Stored data entries
++++++++++++++++++++

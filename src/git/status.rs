// repo-setup: Publish local folders as hosted Git repositories
//
// SPDX-FileCopyrightText: 2026 Romeo Ahmed
// SPDX-License-Identifier: GPL-3.0-or-later

//! Working-tree state as reported by `git status --porcelain=v1 --branch`.

use regex::Regex;
use serde::Serialize;
use std::sync::OnceLock;

fn branch_line() -> Option<&'static Regex> {
    static RE: OnceLock<Option<Regex>> = OnceLock::new();
    RE.get_or_init(|| {
        Regex::new(
            r"^## (?:(?P<unborn>No commits yet on |Initial commit on ))?(?P<branch>.+?)(?:\.\.\.(?P<upstream>\S+))?(?: \[(?P<track>[^\]]+)\])?$",
        )
        .ok()
    })
    .as_ref()
}

fn track_item() -> Option<&'static Regex> {
    static RE: OnceLock<Option<Regex>> = OnceLock::new();
    RE.get_or_init(|| Regex::new(r"^(?P<dir>ahead|behind) (?P<n>[0-9]+)$").ok())
        .as_ref()
}

/// Snapshot of a local repository. Derived on demand, never cached.
#[derive(Debug, Clone, Default, PartialEq, Eq, Serialize)]
pub struct VcsState {
    pub initialized: bool,
    pub current_branch: Option<String>,
    pub has_remote: bool,
    pub remote_url: Option<String>,
    pub is_dirty: bool,
    pub ahead_count: u32,
    pub behind_count: u32,
    pub last_commit: Option<LastCommit>,
}

impl VcsState {
    /// State of a directory that is not a repository.
    #[must_use]
    pub fn uninitialized() -> Self {
        Self::default()
    }
}

/// HEAD commit summary.
#[derive(Debug, Clone, PartialEq, Eq, Serialize)]
pub struct LastCommit {
    /// Committer time, seconds since the Unix epoch.
    pub timestamp: i64,
    pub message: String,
}

impl LastCommit {
    /// Parse `%ct%x1f%s` output.
    #[must_use]
    pub fn parse_log_line(line: &str) -> Option<Self> {
        let (timestamp, message) = line.split_once('\u{1f}')?;
        Some(Self {
            timestamp: timestamp.trim().parse().ok()?,
            message: message.to_string(),
        })
    }
}

/// How a path differs from HEAD.
#[derive(Debug, Clone, Copy, PartialEq, Eq, Serialize)]
#[serde(rename_all = "snake_case")]
pub enum ChangeKind {
    /// Change recorded in the index only.
    Staged,
    /// Change in the working tree only.
    Modified,
    /// Change in the index with further edits in the working tree.
    StagedAndModified,
    Untracked,
    /// Unmerged path left by a failed merge.
    Conflicted,
}

impl ChangeKind {
    #[must_use]
    pub const fn label(self) -> &'static str {
        match self {
            Self::Staged => "staged",
            Self::Modified => "modified",
            Self::StagedAndModified => "staged+modified",
            Self::Untracked => "untracked",
            Self::Conflicted => "conflicted",
        }
    }

    fn from_codes(index: char, worktree: char) -> Option<Self> {
        match (index, worktree) {
            ('?', '?') => Some(Self::Untracked),
            ('!', '!') => None,
            ('U', _) | (_, 'U') | ('A', 'A') | ('D', 'D') => Some(Self::Conflicted),
            (' ', ' ') => None,
            (' ', _) => Some(Self::Modified),
            (_, ' ') => Some(Self::Staged),
            _ => Some(Self::StagedAndModified),
        }
    }
}

/// One changed path.
#[derive(Debug, Clone, PartialEq, Eq, Serialize)]
pub struct StatusEntry {
    pub path: String,
    pub kind: ChangeKind,
}

/// Branch header of the porcelain output.
#[derive(Debug, Clone, Default, PartialEq, Eq)]
pub struct BranchInfo {
    /// None when HEAD is detached.
    pub name: Option<String>,
    pub upstream: Option<String>,
    /// No commit exists yet.
    pub unborn: bool,
    pub ahead: u32,
    pub behind: u32,
    /// Upstream is configured but no longer exists on the remote.
    pub upstream_gone: bool,
}

impl BranchInfo {
    fn parse(line: &str) -> Option<Self> {
        let caps = branch_line()?.captures(line)?;
        let branch = caps.name("branch")?.as_str();
        let mut info = Self {
            name: (!branch.starts_with("HEAD (")).then(|| branch.to_string()),
            upstream: caps.name("upstream").map(|m| m.as_str().to_string()),
            unborn: caps.name("unborn").is_some(),
            ..Self::default()
        };

        if let Some(track) = caps.name("track") {
            for item in track.as_str().split(", ") {
                if item == "gone" {
                    info.upstream_gone = true;
                    continue;
                }
                let Some(item) = track_item().and_then(|re| re.captures(item)) else {
                    continue;
                };
                let n = item["n"].parse().unwrap_or(0);
                match &item["dir"] {
                    "ahead" => info.ahead = n,
                    _ => info.behind = n,
                }
            }
        }
        Some(info)
    }
}

/// Parsed `git status --porcelain=v1 --branch` output.
#[derive(Debug, Clone, Default, PartialEq, Eq)]
pub struct PorcelainStatus {
    pub branch: BranchInfo,
    pub entries: Vec<StatusEntry>,
}

impl PorcelainStatus {
    #[must_use]
    pub fn parse(output: &str) -> Self {
        let mut status = Self::default();
        for line in output.lines() {
            if line.starts_with("## ") {
                if let Some(branch) = BranchInfo::parse(line) {
                    status.branch = branch;
                }
                continue;
            }

            let mut codes = line.chars();
            let (Some(index), Some(worktree)) = (codes.next(), codes.next()) else {
                continue;
            };
            let Some(kind) = ChangeKind::from_codes(index, worktree) else {
                continue;
            };
            let Some(path) = line.get(3..) else {
                continue;
            };
            // renames list "old -> new"; report the new name
            let path = path.rsplit_once(" -> ").map_or(path, |(_, new)| new);
            status.entries.push(StatusEntry {
                path: unquote(path),
                kind,
            });
        }
        status
    }

    /// Any tracked or untracked change present.
    #[must_use]
    pub fn is_dirty(&self) -> bool {
        !self.entries.is_empty()
    }

    #[must_use]
    pub fn count(&self, kind: ChangeKind) -> usize {
        self.entries.iter().filter(|e| e.kind == kind).count()
    }
}

/// Git quotes paths containing spaces or special characters.
fn unquote(path: &str) -> String {
    path.strip_prefix('"')
        .and_then(|p| p.strip_suffix('"'))
        .map_or_else(|| path.to_string(), |p| p.replace("\\\"", "\"").replace("\\\\", "\\"))
}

++++++++++++++++++++

Report how many lines above hold "bool", number only.

**The answer:**
6